Loss of cerebral cavernous malformation 3 ( Ccm3 ) in neuroglia leads to CCM and vascular pathology

Abstract

Communication between neural cells and the vasculature is integral to the proper development and later function of the central nervous system. A mechanistic understanding of the interactions between components of the neurovascular unit has implications for various disorders, including cerebral cavernous malformations (CCMs) in which focal vascular lesions form throughout the central nervous system. Loss of function mutations in three genes with proven endothelial cell autonomous roles, CCM1/krev1 interaction trapped gene 1, CCM2, and CCM3/programmed cell death 10, cause familial CCM. By using neural specific conditional mouse mutants, we show that Ccm3 has both neural cell autonomous and nonautonomous functions. Gfap- or Emx1-Cre-mediated Ccm3 neural deletion leads to increased proliferation, increased survival, and activation of astrocytes through cell autonomous mechanisms involving activated Akt signaling.
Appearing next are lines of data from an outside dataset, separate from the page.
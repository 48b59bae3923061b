#![deny(warnings)]

//! Month-by-month runtime for the empire.
//!
//! [`Empire`] owns every company, CEO and holding, and advances them one
//! month at a time. All randomness comes from the RNG handed to
//! [`Empire::bootstrap_with_rng`]; [`Empire::bootstrap`] seeds a
//! `ChaCha8Rng` from the scenario so runs are reproducible.

pub mod ma;
pub mod real_estate;
pub mod replication;
pub mod report;
pub mod trading;

pub use ma::{Deal, MaEngine};
pub use real_estate::{Property, RealEstatePortfolio};
pub use replication::Replicator;
pub use report::{log_report, CompanyKpi, EmpireSnapshot};
pub use trading::{TradingDesk, TradingSummary};

use chrono::NaiveDate;
use empire_ai::{
    analyze_market, apply_decision, five_year_plan, forecast_revenue, optimize_operations,
    AiError, CeoProfile, MarketAnalysis, Recommendation, StrategicOption,
};
use empire_core::{
    add_months, arr, checked_sum, monthly_profit, profit_margin, validate_scenario, CeoId, Company,
    CompanyId, EmpireConfig, Industry, Scenario, ValidationError,
};
use empire_stats::StatsError;
use rand::seq::SliceRandom;
use rand::{Rng, SeedableRng};
use rand_chacha::ChaCha8Rng;
use rust_decimal::Decimal;
use std::collections::BTreeMap;
use thiserror::Error;
use tracing::{debug, info};

/// Errors raised while running the empire.
#[derive(Debug, Error)]
pub enum EmpireError {
    #[error(transparent)]
    Validation(#[from] ValidationError),
    #[error(transparent)]
    Ai(#[from] AiError),
}

/// Number of companies listed in a snapshot.
pub const TOP_COMPANIES: usize = 5;

/// The whole empire and its simulation state.
pub struct Empire<R: Rng = ChaCha8Rng> {
    config: EmpireConfig,
    rng: R,
    months_run: u32,
    date: NaiveDate,
    next_company: u32,
    next_ceo: u32,
    companies: Vec<Company>,
    ceos: BTreeMap<CeoId, CeoProfile>,
    revenue_history: BTreeMap<CompanyId, Vec<Decimal>>,
    replicator: Replicator,
    ma: MaEngine,
    trading: TradingDesk,
    real_estate: RealEstatePortfolio,
    last_market: Option<MarketAnalysis>,
}

impl Empire<ChaCha8Rng> {
    /// Validate `scenario` and build the empire with an RNG seeded from it.
    pub fn bootstrap(scenario: &Scenario) -> Result<Self, EmpireError> {
        let rng = ChaCha8Rng::seed_from_u64(scenario.config.rng_seed);
        Self::bootstrap_with_rng(scenario, rng)
    }
}
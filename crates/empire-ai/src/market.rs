//! Market trend classification.
//!
//! Signals are scores in [0, 1] per sector; their mean decides the trend and
//! their spread is reported as volatility.

use crate::AiError;
use empire_stats::summarize;
use serde::{Deserialize, Serialize};

#[derive(Clone, Copy, Debug, PartialEq, Eq, Serialize, Deserialize)]
#[serde(rename_all = "snake_case")]
pub enum Trend {
    Bullish,
    Bearish,
}

#[derive(Clone, Copy, Debug, PartialEq, Eq, Serialize, Deserialize)]
#[serde(rename_all = "snake_case")]
pub enum Recommendation {
    Expand,
    Consolidate,
}

/// Result of [`analyze_market`].
#[derive(Clone, Copy, Debug, PartialEq, Serialize, Deserialize)]
pub struct MarketAnalysis {
    pub trend: Trend,
    /// Distance of the mean signal from neutral (0.5), scaled to [0, 1].
    pub confidence: f64,
    /// Population standard deviation of the signals.
    pub volatility: f64,
    pub recommendation: Recommendation,
    pub mean_signal: f64,
}

/// Classify a set of market signals.
///
/// Bullish when the mean signal exceeds 0.5; expansion is recommended when it
/// exceeds 0.6. Fails with `InvalidInput` on an empty set.
pub fn analyze_market(signals: &[f64]) -> Result<MarketAnalysis, AiError> {
    let summary = summarize(signals)?;
    let mean = summary.mean;
    Ok(MarketAnalysis {
        trend: if mean > 0.5 {
            Trend::Bullish
        } else {
            Trend::Bearish
        },
        confidence: (mean - 0.5).abs() * 2.0,
        volatility: summary.std_dev,
        recommendation: if mean > 0.6 {
            Recommendation::Expand
        } else {
            Recommendation::Consolidate
        },
        mean_signal: mean,
    })
}
/// Simulation configuration parameters.
#[derive(Clone, Debug, PartialEq, Serialize, Deserialize)]
#[serde(default)]
pub struct EmpireConfig {
    /// Seed for the deterministic RNG.
    pub rng_seed: u64,
    /// Date of the first simulated month.
    pub start_date: NaiveDate,
    /// Months to simulate when no override is given.
    pub months: u32,
    /// CEOs take strategic decisions every this many months.
    pub decision_interval_months: u32,
    /// Replication runs every this many months.
    pub replication_interval_months: u32,
    /// Scheduled M&A runs every this many months.
    pub ma_interval_months: u32,
    /// Market analysis runs every this many months.
    pub analysis_interval_months: u32,
    /// Real estate is acquired every this many months.
    pub property_interval_months: u32,
    /// Replication stops once the portfolio reaches this size.
    pub max_companies: usize,
    /// Minimum monthly profit for a company to serve as a replication template.
    pub replication_profit_threshold: Decimal,
    /// Trades executed by the trading desk each month.
    pub trades_per_month: u32,
    /// Starting capital of the trading desk in USD.
    pub trading_capital: Decimal,
    /// Fraction of the portfolio put at risk per trade, in (0, 1].
    pub position_fraction: f64,
    /// Probability that a trade wins, in [0, 1].
    pub win_rate: f64,
    /// Return on a winning trade is drawn from [win_return_min, win_return_max].
    pub win_return_min: f64,
    pub win_return_max: f64,
    /// Loss on a losing trade is drawn from [loss_return_min, loss_return_max].
    pub loss_return_min: f64,
    pub loss_return_max: f64,
    /// Purchase price of each periodically acquired property.
    pub property_price: Decimal,
    /// Monthly rent as a fraction of property value.
    pub rental_yield: f64,
    /// Annual property appreciation, applied monthly.
    pub annual_appreciation: f64,
    /// No new property is bought once the portfolio is worth this much.
    pub real_estate_cap: Decimal,
}

impl Default for EmpireConfig {
    fn default() -> Self {
        Self {
            rng_seed: 42,
            start_date: NaiveDate::from_ymd_opt(2024, 1, 1).unwrap_or_default(),
            months: 24,
            decision_interval_months: 3,
            replication_interval_months: 6,
            ma_interval_months: 4,
            analysis_interval_months: 3,
            property_interval_months: 12,
            max_companies: 20,
            replication_profit_threshold: Decimal::new(50_000, 0),
            trades_per_month: 50,
            trading_capital: Decimal::new(10_000_000, 0),
            position_fraction: 0.02,
            win_rate: 0.65,
            win_return_min: 0.01,
            win_return_max: 0.05,
            loss_return_min: 0.005,
            loss_return_max: 0.02,
            property_price: Decimal::new(3_000_000, 0),
            rental_yield: 0.005,
            annual_appreciation: 0.05,
            real_estate_cap: Decimal::new(50_000_000, 0),
        }
    }
}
In addition, loss of neural CCM3 results in a vascular phenotype characterized by diffusely dilated and simplified cerebral vasculature along with formation of multiple vascular lesions that closely resemble human cavernomas through cell nonautonomous mechanisms. RNA sequencing of the vascular lesions shows abundant expression of molecules involved in cytoskeletal remodeling, including protein kinase A and Rho-GTPase signaling. Our findings implicate neural cells in the pathogenesis of CCMs, showing the importance of this pathway in neural/vascular interactions within the neurovascular unit.